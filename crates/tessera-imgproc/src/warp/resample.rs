use tessera_image::Image;

use crate::error::{ensure_channels, ensure_non_empty, TransformError};
use crate::geometry::{AffineTransform, Point2, Rect};
use crate::parallel::{self, ExecutionStrategy};
use crate::progress::RowObserver;

/// Populates `dst` by inverse-mapping every target pixel into `src`.
///
/// For each target pixel `(x, y)` the center `(x + 0.5, y + 0.5)` is mapped
/// with `transform` and the source pixel `(floor(u), floor(v))` is copied if it
/// lies inside `[0, width) × [0, height)` of the source. Pixels that map
/// outside the source are left untouched, so `dst` must be initialized with the
/// background beforehand.
///
/// Rows are distributed over workers according to `strategy`, and
/// `observer` is notified once per row after the whole row has been written.
///
/// # Arguments
///
/// * `src` - The source image, read-only during the call.
/// * `dst` - The target image.
/// * `transform` - Maps target coordinates to source coordinates.
/// * `strategy` - How rows are distributed over workers.
/// * `observer` - Receives row-completion events.
///
/// # Errors
///
/// Returns an error if either image is empty or the strategy is invalid. The
/// target is not modified in that case.
///
/// # Example
///
/// ```
/// use tessera_image::Image;
/// use tessera_imgproc::geometry::AffineTransform;
/// use tessera_imgproc::parallel::ExecutionStrategy;
/// use tessera_imgproc::progress::NoProgress;
/// use tessera_imgproc::warp::resample;
///
/// let src = Image::<u8, 1>::new([3, 1].into(), vec![1, 2, 3]).unwrap();
/// let mut dst = Image::<u8, 1>::from_size_val([3, 1].into(), 0).unwrap();
///
/// // shift the content one pixel to the right
/// let m = AffineTransform::translation(-1.0, 0.0);
/// resample(&src, &mut dst, &m, ExecutionStrategy::Serial, &NoProgress).unwrap();
///
/// assert_eq!(dst.as_slice(), &[0, 1, 2]);
/// ```
pub fn resample<T, const C: usize, O>(
    src: &Image<T, C>,
    dst: &mut Image<T, C>,
    transform: &AffineTransform,
    strategy: ExecutionStrategy,
    observer: &O,
) -> Result<(), TransformError>
where
    T: Copy + Send + Sync,
    O: RowObserver + ?Sized,
{
    ensure_channels::<C>()?;
    ensure_non_empty(src.size(), ["source width", "source height"])?;
    ensure_non_empty(dst.size(), ["target width", "target height"])?;

    let bounds = Rect::from_size(src.size());
    let src_cols = src.cols();
    let src_data = src.as_slice();

    parallel::par_iter_rows_indexed(dst, strategy, |y, row| {
        for (x, dst_pixel) in row.chunks_exact_mut(C).enumerate() {
            let (u, v) = transform.apply(Point2::pixel_center(x, y)).floor_index();
            if bounds.contains(u, v) {
                let offset = (v as usize * src_cols + u as usize) * C;
                dst_pixel.copy_from_slice(&src_data[offset..offset + C]);
            }
        }

        observer.on_row_completed(y);
    })?;

    Ok(())
}
#![deny(missing_docs)]
//! Image types for generating and manipulating pixel buffers.

/// image representation for pixel transforms.
pub mod image;

/// Error types for the image module.
pub mod error;

pub use crate::error::ImageError;
pub use crate::image::{Image, ImageSize};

::::::

Task to carry out – In the entries above, work out how many lines contain the string "ExecutionStrategy", and give only that number.

Response box – 4